For Immediate Release
Mandy Simon, (202) 675-2312; email@example.com
FBI Testifies Before House on National Security Letters
WASHINGTON - The FBI's general counsel and the Justice Department Inspector
General (IG) testified today before the House Judiciary Subcommittee on
the Constitution, Civil Rights, and Civil Liberties on the most recent
IG report on the FBI's use of National Security Letters (NSLs). NSLs
allow the FBI to secretly demand personal records about innocent
customers from Internet Service Providers (ISPs), communications service
providers, libraries, financial institutions and credit reporting
agencies without suspicion or prior judicial approval. The FBI can then
bar recipients of NSLs from disclosing anything about the records
In January, the IG released a report on the FBI's use of "exigent
letters," or emergency letters, to gain private records for
investigations when no emergency existed. The FBI routinely issued NSLs
after the fact in an attempt to legitimize the use of exigent letters.

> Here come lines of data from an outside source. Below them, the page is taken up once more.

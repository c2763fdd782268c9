//! Matrix implementation of the chat network.
//!
//! This module provides the [`MatrixClient`] which logs in, runs the sync loop and
//! implements [`ChatClient`](crate::chat::ChatClient) on top of `matrix-sdk`.
//!
//! # Architecture
//!
//! - **Login**: password login with an in-memory store via the login submodule
//! - **Sync**: auto-join of invites and delivery of new text messages via the sync
//!   submodule
//! - **Client**: replies, permissions, kicks and quoted media via the client submodule
//!
//! # Examples
//!
//! ```no_run
//! use marshal::matrix::{MatrixClient, UserCredentials};
//!
//! # async fn example() -> anyhow::Result<()> {
//! let credentials = UserCredentials {
//!     user_id: "@marshal:example.com".to_string(),
//!     password: "password".to_string(),
//! };
//!
//! let client = MatrixClient::new(&credentials).await?;
//! client.sync(|message| println!("{}: {}", message.sender_id, message.body)).await?;
//! # Ok(())
//! # }
//! ```

mod client;
mod login;
mod sync;

pub use crate::matrix::client::MatrixClient;

/// User credentials for a Matrix account
#[derive(Debug, Clone)]
pub struct UserCredentials {
    /// User ID of the matrix account
    pub user_id: String,
    /// Password of the matrix account
    pub password: String,
}
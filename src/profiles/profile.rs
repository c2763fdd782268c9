//! Profile of a single player.

use chrono::NaiveDate;
use serde::{Deserialize, Serialize};

/// Last day a user started a round.
#[derive(Clone, Debug, Default, PartialEq, Eq, Serialize, Deserialize)]
pub struct LastPlayed {
    /// Calendar date, absent until the first round
    #[serde(default, skip_serializing_if = "Option::is_none")]
    pub date: Option<NaiveDate>,
}

/// Trivia profile of a user.
///
/// `games_played` always counts rounds played on `last_played.date`: it is reset
/// before anything else when a round is started on another day.
///
/// Serialized as `{"balance": 10, "lastPlayed": {"date": "2024-05-01"}, "gamesPlayed": 1}`.
#[derive(Clone, Debug, Default, PartialEq, Eq, Serialize, Deserialize)]
#[serde(rename_all = "camelCase")]
pub struct UserProfile {
    /// Points earned with correct answers
    #[serde(default)]
    pub balance: u64,
    /// Day the daily counter refers to
    #[serde(default)]
    pub last_played: LastPlayed,
    /// Rounds played on `last_played.date`
    #[serde(default)]
    pub games_played: u32,
}

impl UserProfile {
    /// Moves the daily counter to `today`, resetting it when the day changed.
    pub fn roll_over(&mut self, today: NaiveDate) {
        if self.last_played.date != Some(today) {
            self.last_played.date = Some(today);
            self.games_played = 0;
        }
    }
}
//! Storage of media retrieved with `!get`.

mod vault;

pub use crate::media::vault::MediaVault;
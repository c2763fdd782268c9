//! Narrow interface to the messaging network.
//!
//! Everything the bot needs from the chat network goes through the [`ChatClient`]
//! trait: replying, permission lookups, removing a member and fetching quoted media.
//! The Matrix implementation lives in [`crate::matrix`]; tests use the generated
//! `MockChatClient`.

use async_trait::async_trait;
#[cfg(test)]
use mockall::automock;
use serde_json::Value;

/// A text message received from a room.
///
/// This is what flows through the inbound event stream, both to the command
/// dispatcher and to the trivia rounds waiting for an answer.
#[derive(Debug, Clone, PartialEq, Eq)]
pub struct InboundMessage {
    /// Raw text of the message
    pub body: String,
    /// Room where the message was sent
    pub room_id: String,
    /// User who sent the message
    pub sender_id: String,
    /// Event id of the message, used to reply to it
    pub event_id: String,
    /// Event id of the message this one replies to, if any
    pub in_reply_to: Option<String>,
}

/// Kind of content carried by a quoted message.
#[derive(Debug, Clone, Copy, PartialEq, Eq)]
pub enum MediaKind {
    Image,
    Video,
    Audio,
    File,
    Text,
}

impl MediaKind {
    /// File extension used when saving media of this kind.
    ///
    /// Only images and videos have a dedicated extension, everything else is
    /// saved as raw `bin`.
    pub fn extension(&self) -> &'static str {
        match self {
            MediaKind::Image => "png",
            MediaKind::Video => "mp4",
            _ => "bin",
        }
    }
}

/// The message quoted by a reply.
#[derive(Debug, Clone, PartialEq, Eq)]
pub struct QuotedMessage {
    /// Event id of the quoted message
    pub event_id: String,
    /// What the quoted message carries
    pub kind: MediaKind,
    /// Whether the sender flagged the media to be viewed only once
    pub view_once: bool,
    /// Network-specific content of the message, enough to download and repost
    /// the media without fetching the message again
    pub content: Value,
}

/// Operations consumed from the messaging network.
///
/// Implementations must be shareable across tasks: the dispatcher handles every
/// message in its own task and trivia rounds outlive the command that started them.
#[cfg_attr(test, automock)]
#[async_trait]
pub trait ChatClient: Send + Sync {
    /// Replies to `origin` in its room.
    async fn reply(&self, origin: &InboundMessage, body: &str) -> anyhow::Result<()>;

    /// Whether `user_id` holds moderator rights in `room_id`.
    ///
    /// Direct chats never grant elevated permission.
    async fn is_elevated(&self, room_id: &str, user_id: &str) -> anyhow::Result<bool>;

    /// Removes `user_id` from `room_id`.
    async fn remove_participant(
        &self,
        room_id: &str,
        user_id: &str,
        reason: &str,
    ) -> anyhow::Result<()>;

    /// Resolves the message `origin` replies to.
    ///
    /// Returns `None` when `origin` is not a reply or the quoted event is not a
    /// room message.
    async fn quoted_message(&self, origin: &InboundMessage)
    -> anyhow::Result<Option<QuotedMessage>>;

    /// Downloads the media carried by `quoted`.
    ///
    /// Returns `None` when the quoted message carries no downloadable media.
    async fn download_media(&self, quoted: &QuotedMessage) -> anyhow::Result<Option<Vec<u8>>>;

    /// Replies to `origin` with the media of `quoted`.
    async fn reply_with_media(
        &self,
        origin: &InboundMessage,
        quoted: &QuotedMessage,
    ) -> anyhow::Result<()>;
}
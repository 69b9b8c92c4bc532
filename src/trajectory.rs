use serde::{Deserialize, Serialize};

use crate::derivatives::ProjectileState;

/// Which bound ended an integration run
#[derive(Debug, Clone, Copy, PartialEq, Eq, Serialize, Deserialize)]
#[serde(rename_all = "snake_case")]
pub enum StopReason {
    /// Passed the horizontal stop distance
    Distance,
    /// Dropped below the stop height
    Ground,
}

/// Ordered, immutable time series produced by one integration run.
///
/// Always holds at least the initial state. The last state is the first one
/// that violated a stop bound (or the initial state, if it already did).
#[derive(Debug, Clone, PartialEq, Serialize)]
pub struct Trajectory {
    states: Vec<ProjectileState>,
    stop_height: f64,
    stop_distance: f64,
}

/// The five parallel channels of a trajectory
#[derive(Debug, Clone, PartialEq, Serialize, Deserialize)]
pub struct TrajectoryChannels {
    pub time: Vec<f64>,
    pub speed: Vec<f64>,
    pub heading: Vec<f64>,
    pub x: Vec<f64>,
    pub y: Vec<f64>,
}

/// Headline numbers for display and reporting
#[derive(Debug, Clone, PartialEq, Serialize, Deserialize)]
pub struct TrajectorySummary {
    pub final_range: f64,
    pub max_height: f64,
    pub time_of_flight: f64,
    pub impact_speed: f64,
    pub impact_heading: f64,
    pub points: usize,
    pub stop_reason: Option<StopReason>,
}

impl Trajectory {
    pub(crate) fn from_states(states: Vec<ProjectileState>, stop_height: f64, stop_distance: f64) -> Self {
        debug_assert!(!states.is_empty());
        Self {
            states,
            stop_height,
            stop_distance,
        }
    }

    pub fn states(&self) -> &[ProjectileState] {
        &self.states
    }

    pub fn len(&self) -> usize {
        self.states.len()
    }

    /// Never true for a trajectory returned by the integrator
    pub fn is_empty(&self) -> bool {
        self.states.is_empty()
    }

    pub fn initial_state(&self) -> &ProjectileState {
        &self.states[0]
    }

    pub fn final_state(&self) -> &ProjectileState {
        &self.states[self.states.len() - 1]
    }

    pub fn final_x(&self) -> f64 {
        self.final_state().x
    }

    /// True when `state` lies outside the stop bounds of this run
    pub fn is_past_bounds(&self, state: &ProjectileState) -> bool {
        state.x > self.stop_distance || state.y < self.stop_height
    }

    /// Which bound the final state crossed; `None` only if the run was cut
    /// short without crossing one, which the integrator never does.
    pub fn stop_reason(&self) -> Option<StopReason> {
        let last = self.final_state();
        if last.x > self.stop_distance {
            Some(StopReason::Distance)
        } else if last.y < self.stop_height {
            Some(StopReason::Ground)
        } else {
            None
        }
    }

    pub fn max_height(&self) -> f64 {
        self.states.iter().fold(f64::NEG_INFINITY, |acc, s| acc.max(s.y))
    }

    pub fn time_of_flight(&self) -> f64 {
        self.final_state().t
    }

    pub fn channels(&self) -> TrajectoryChannels {
        TrajectoryChannels {
            time: self.states.iter().map(|s| s.t).collect(),
            speed: self.states.iter().map(|s| s.speed).collect(),
            heading: self.states.iter().map(|s| s.heading).collect(),
            x: self.states.iter().map(|s| s.x).collect(),
            y: self.states.iter().map(|s| s.y).collect(),
        }
    }

    pub fn summary(&self) -> TrajectorySummary {
        let last = self.final_state();
        TrajectorySummary {
            final_range: last.x,
            max_height: self.max_height(),
            time_of_flight: last.t,
            impact_speed: last.speed,
            impact_heading: last.heading,
            points: self.states.len(),
            stop_reason: self.stop_reason(),
        }
    }

    /// Indices of `count` states spread evenly from the first to the last,
    /// truncated towards zero. Asking for at least as many points as the
    /// trajectory holds returns every index.
    pub fn decimation_indices(&self, count: usize) -> Vec<usize> {
        let len = self.states.len();
        if count >= len {
            return (0..len).collect();
        }
        match count {
            0 => Vec::new(),
            1 => vec![0],
            _ => {
                let span = len - 1;
                let gaps = count - 1;
                (0..count).map(|i| i * span / gaps).collect()
            }
        }
    }

    /// Evenly spaced subset of states for drawing
    pub fn decimate(&self, count: usize) -> Vec<ProjectileState> {
        self.decimation_indices(count)
            .into_iter()
            .map(|i| self.states[i])
            .collect()
    }
}

/// Height of the line-of-sight aim marker above the target when launching
/// at `angle` radians toward a target `distance` meters away.
pub fn aim_point_height(angle: f64, distance: f64) -> f64 {
    angle.tan() * distance
}

#[cfg(test)]
mod tests {
    use super::*;

    fn straight_line(n: usize) -> Trajectory {
        let states = (0..n)
            .map(|i| ProjectileState::new(i as f64 * 0.1, 10.0, 0.0, i as f64, 5.0 - i as f64))
            .collect();
        Trajectory::from_states(states, 0.0, 10_000.0)
    }

    #[test]
    fn test_channels_are_parallel() {
        let traj = straight_line(7);
        let ch = traj.channels();
        assert_eq!(ch.time.len(), 7);
        assert_eq!(ch.speed.len(), 7);
        assert_eq!(ch.heading.len(), 7);
        assert_eq!(ch.x.len(), 7);
        assert_eq!(ch.y, vec![5.0, 4.0, 3.0, 2.0, 1.0, 0.0, -1.0]);
    }

    #[test]
    fn test_summary_of_ground_stop() {
        let traj = straight_line(7);
        let summary = traj.summary();
        assert_eq!(summary.final_range, 6.0);
        assert_eq!(summary.max_height, 5.0);
        assert_eq!(summary.points, 7);
        assert_eq!(summary.stop_reason, Some(StopReason::Ground));
    }

    #[test]
    fn test_decimation_matches_integer_linspace() {
        let traj = straight_line(11);
        assert_eq!(traj.decimation_indices(3), vec![0, 5, 10]);
        assert_eq!(traj.decimation_indices(4), vec![0, 3, 6, 10]);
        assert_eq!(traj.decimation_indices(1), vec![0]);
        assert!(traj.decimation_indices(0).is_empty());
    }

    #[test]
    fn test_decimation_keeps_endpoints() {
        let traj = straight_line(1000);
        let picked = traj.decimate(100);
        assert_eq!(picked.len(), 100);
        assert_eq!(picked[0], *traj.initial_state());
        assert_eq!(picked[99], *traj.final_state());
    }

    #[test]
    fn test_decimation_of_single_state() {
        let traj = straight_line(1);
        assert_eq!(traj.decimate(100).len(), 1);
        assert_eq!(traj.decimate(1).len(), 1);
    }

    #[test]
    fn test_aim_point_height() {
        assert!((aim_point_height(std::f64::consts::FRAC_PI_4, 50.0) - 50.0).abs() < 1e-9);
        assert_eq!(aim_point_height(0.0, 50.0), 0.0);
    }
}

Today, the IG testified on the extent of the abuse of exigent letters
and "other informal requests for telephone records."

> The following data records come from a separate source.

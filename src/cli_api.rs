// CLI API module - output formats and text rendering for the command-line tool
use serde::Serialize;

use crate::angle_solver::AngleSolution;
use crate::constants::{HOST_DISPLAY_POINTS, RADIANS_TO_DEGREES};
use crate::derivatives::ProjectileState;
use crate::error::BallisticsError;
use crate::params::AngleSearchProblem;
use crate::sweep::{AngleSample, TimeStepSample};
use crate::trajectory::{aim_point_height, Trajectory, TrajectorySummary};

/// Rows shown in the table view when neither `full` nor a point count is given
const TABLE_ROWS: usize = 11;

// Output format for results
#[derive(Debug, Clone, Copy, PartialEq, Eq)]
pub enum OutputFormat {
    Table,
    Json,
    Csv,
}

#[derive(Debug, Serialize)]
struct TrajectoryReport<'a> {
    summary: TrajectorySummary,
    points: &'a [ProjectileState],
}

#[derive(Debug, Serialize)]
struct SolutionReport<'a> {
    problem: &'a AngleSearchProblem,
    solution: &'a AngleSolution,
    angle_deg: Option<f64>,
    aim_point_height: Option<f64>,
    trajectory: Option<TrajectoryReport<'a>>,
}

/// Which states to print: all of them, `points` evenly spaced ones, or a
/// short overview
fn select_points(traj: &Trajectory, full: bool, points: Option<usize>) -> Vec<ProjectileState> {
    if full {
        traj.states().to_vec()
    } else {
        traj.decimate(points.unwrap_or(TABLE_ROWS))
    }
}

pub fn render_trajectory(
    traj: &Trajectory,
    format: OutputFormat,
    full: bool,
    points: Option<usize>,
) -> Result<String, BallisticsError> {
    let selected = select_points(traj, full, points);
    let summary = traj.summary();

    let out = match format {
        OutputFormat::Json => {
            let report = TrajectoryReport {
                summary,
                points: &selected,
            };
            serde_json::to_string_pretty(&report)?
        }
        OutputFormat::Csv => csv_points(&selected),
        OutputFormat::Table => {
            let mut out = summary_table(&summary);
            out.push('\n');
            out.push_str(&points_table(&selected));
            out
        }
    };
    Ok(out)
}

pub fn render_solution(
    problem: &AngleSearchProblem,
    solution: &AngleSolution,
    trajectory: Option<&Trajectory>,
    format: OutputFormat,
) -> Result<String, BallisticsError> {
    let angle_deg = solution.angle().map(|a| a * RADIANS_TO_DEGREES);
    let aim_height = solution
        .angle()
        .map(|a| aim_point_height(a, problem.target_distance));
    // JSON carries the drawn path; the table keeps to an overview
    let display_points = match format {
        OutputFormat::Json => HOST_DISPLAY_POINTS,
        _ => TABLE_ROWS,
    };
    let selected = trajectory.map(|t| select_points(t, false, Some(display_points)));

    let out = match format {
        OutputFormat::Json => {
            let report = SolutionReport {
                problem,
                solution,
                angle_deg,
                aim_point_height: aim_height,
                trajectory: match (trajectory, selected.as_deref()) {
                    (Some(t), Some(points)) => Some(TrajectoryReport {
                        summary: t.summary(),
                        points,
                    }),
                    _ => None,
                },
            };
            serde_json::to_string_pretty(&report)?
        }
        OutputFormat::Csv => {
            let mut out = String::from("status,angle_rad,angle_deg,iterations,error_m,aim_height_m,max_reach_m\n");
            match solution {
                AngleSolution::Converged(r) => out.push_str(&format!(
                    "converged,{:.9},{:.6},{},{:.6},{:.4},\n",
                    r.angle_rad,
                    r.angle_deg(),
                    r.iterations_used,
                    r.final_error,
                    aim_height.unwrap_or_default()
                )),
                AngleSolution::Unreachable { max_reach } => out.push_str(&format!(
                    "unreachable,{:.9},{:.6},,,,{:.4}\n",
                    solution.fallback_angle(),
                    solution.fallback_angle() * RADIANS_TO_DEGREES,
                    max_reach
                )),
            }
            out
        }
        OutputFormat::Table => {
            let mut out = String::new();
            out.push_str("╔════════════════════════════════════════╗\n");
            out.push_str("║         LAUNCH ANGLE SOLUTION          ║\n");
            out.push_str("╠════════════════════════════════════════╣\n");
            out.push_str(&format!("║ Target Distance:   {:>8.2} m          ║\n", problem.target_distance));
            out.push_str(&format!("║ Launch Speed:      {:>8.2} m/s        ║\n", problem.initial_speed));
            out.push_str(&format!("║ Drag Coefficient:  {:>10.7}         ║\n", problem.drag_coefficient));
            out.push_str("╠════════════════════════════════════════╣\n");
            match solution {
                AngleSolution::Converged(r) => {
                    out.push_str(&format!("║ Launch Angle:      {:>8.4} deg        ║\n", r.angle_deg()));
                    out.push_str(&format!("║ Launch Angle:      {:>8.6} rad        ║\n", r.angle_rad));
                    out.push_str(&format!("║ Iterations:        {:>8}            ║\n", r.iterations_used));
                    out.push_str(&format!("║ Miss Distance:     {:>8.4} m          ║\n", r.final_error));
                    out.push_str(&format!(
                        "║ Aim Point Height:  {:>8.3} m          ║\n",
                        aim_height.unwrap_or_default()
                    ));
                }
                AngleSolution::Unreachable { max_reach } => {
                    out.push_str("║ Target UNREACHABLE                     ║\n");
                    out.push_str(&format!("║ Best Reach:        {:>8.2} m          ║\n", max_reach));
                }
            }
            out.push_str("╚════════════════════════════════════════╝\n");
            if let Some(points) = &selected {
                out.push('\n');
                out.push_str(&points_table(points));
            }
            out
        }
    };
    Ok(out)
}

pub fn render_angle_sweep(samples: &[AngleSample], format: OutputFormat) -> Result<String, BallisticsError> {
    let out = match format {
        OutputFormat::Json => serde_json::to_string_pretty(samples)?,
        OutputFormat::Csv => {
            let mut out = String::from("angle_deg,final_x,max_height,time_of_flight\n");
            for s in samples {
                out.push_str(&format!(
                    "{:.4},{:.4},{:.4},{:.4}\n",
                    s.angle_rad * RADIANS_TO_DEGREES,
                    s.final_x,
                    s.max_height,
                    s.time_of_flight
                ));
            }
            out
        }
        OutputFormat::Table => {
            let mut out = String::new();
            out.push_str("┌──────────┬──────────┬──────────┬──────────┐\n");
            out.push_str("│ Angle(°) │ Range(m) │ Apex (m) │ ToF (s)  │\n");
            out.push_str("├──────────┼──────────┼──────────┼──────────┤\n");
            for s in samples {
                out.push_str(&format!(
                    "│ {:>8.2} │ {:>8.2} │ {:>8.2} │ {:>8.3} │\n",
                    s.angle_rad * RADIANS_TO_DEGREES,
                    s.final_x,
                    s.max_height,
                    s.time_of_flight
                ));
            }
            out.push_str("└──────────┴──────────┴──────────┴──────────┘\n");
            out
        }
    };
    Ok(out)
}

pub fn render_time_step_sweep(samples: &[TimeStepSample], format: OutputFormat) -> Result<String, BallisticsError> {
    let out = match format {
        OutputFormat::Json => serde_json::to_string_pretty(samples)?,
        OutputFormat::Csv => {
            let mut out = String::from("time_step,final_x,points\n");
            for s in samples {
                out.push_str(&format!("{:e},{:.6},{}\n", s.time_step, s.final_x, s.points));
            }
            out
        }
        OutputFormat::Table => {
            let mut out = String::new();
            out.push_str("┌────────────┬────────────┬──────────┐\n");
            out.push_str("│   dt (s)   │  Range (m) │  Points  │\n");
            out.push_str("├────────────┼────────────┼──────────┤\n");
            for s in samples {
                out.push_str(&format!(
                    "│ {:>10.3e} │ {:>10.4} │ {:>8} │\n",
                    s.time_step, s.final_x, s.points
                ));
            }
            out.push_str("└────────────┴────────────┴──────────┘\n");
            out
        }
    };
    Ok(out)
}

fn summary_table(summary: &TrajectorySummary) -> String {
    let stop = match summary.stop_reason {
        Some(crate::trajectory::StopReason::Ground) => "ground",
        Some(crate::trajectory::StopReason::Distance) => "distance",
        None => "none",
    };
    let mut out = String::new();
    out.push_str("╔════════════════════════════════════════╗\n");
    out.push_str("║         TRAJECTORY RESULTS             ║\n");
    out.push_str("╠════════════════════════════════════════╣\n");
    out.push_str(&format!("║ Final Range:       {:>8.2} m          ║\n", summary.final_range));
    out.push_str(&format!("║ Max Height:        {:>8.2} m          ║\n", summary.max_height));
    out.push_str(&format!("║ Time of Flight:    {:>8.3} s          ║\n", summary.time_of_flight));
    out.push_str(&format!("║ Impact Speed:      {:>8.2} m/s        ║\n", summary.impact_speed));
    out.push_str(&format!(
        "║ Impact Angle:      {:>8.2} deg        ║\n",
        summary.impact_heading * RADIANS_TO_DEGREES
    ));
    out.push_str(&format!("║ Points:            {:>8}            ║\n", summary.points));
    out.push_str(&format!("║ Stopped By:        {:>8}            ║\n", stop));
    out.push_str("╚════════════════════════════════════════╝\n");
    out
}

fn points_table(points: &[ProjectileState]) -> String {
    let mut out = String::new();
    out.push_str("┌──────────┬──────────┬──────────┬──────────┬──────────┐\n");
    out.push_str("│ Time (s) │  X (m)   │  Y (m)   │ Vel(m/s) │ Angle(°) │\n");
    out.push_str("├──────────┼──────────┼──────────┼──────────┼──────────┤\n");
    for p in points {
        out.push_str(&format!(
            "│ {:>8.4} │ {:>8.3} │ {:>8.3} │ {:>8.3} │ {:>8.3} │\n",
            p.t,
            p.x,
            p.y,
            p.speed,
            p.heading_degrees()
        ));
    }
    out.push_str("└──────────┴──────────┴──────────┴──────────┴──────────┘\n");
    out
}

fn csv_points(points: &[ProjectileState]) -> String {
    let mut out = String::from("time,speed,heading,x,y\n");
    for p in points {
        out.push_str(&format!(
            "{:.6},{:.6},{:.8},{:.6},{:.6}\n",
            p.t, p.speed, p.heading, p.x, p.y
        ));
    }
    out
}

The NSL statute was greatly expanded under the Patriot Act,
passed hastily by Congress in the days following 9/11. After the
statute's expansion, the IG's office released a series of reports over
the last several years, including its January report, outlining systemic
misuse and abuse of NSLs by FBI agents. Late last year, to avoid
expiration on December 31, 2009, Congress extended three provisions of
the Patriot Act through February 28, 2010. Despite bills pending in both
the House and the Senate to amend the expiring provisions, as well as
the NSL provision, Congress decided instead to move ahead with a
straightforward reauthorization in late February.
The following can be attributed to Laura W.
Murphy, Director of the American Civil Liberties Washington Legislative
"It has become painfully clear that unchecked Patriot Act power
will inevitably lead to abuse, and National Security Letters are a
poignant example. To ensure that our privacy and free speech rights are
protected, there must be clear oversight and strict guidelines tied to
their use. Innocent Americans have been swept into investigations and
recipients have been barred from speaking about it publicly.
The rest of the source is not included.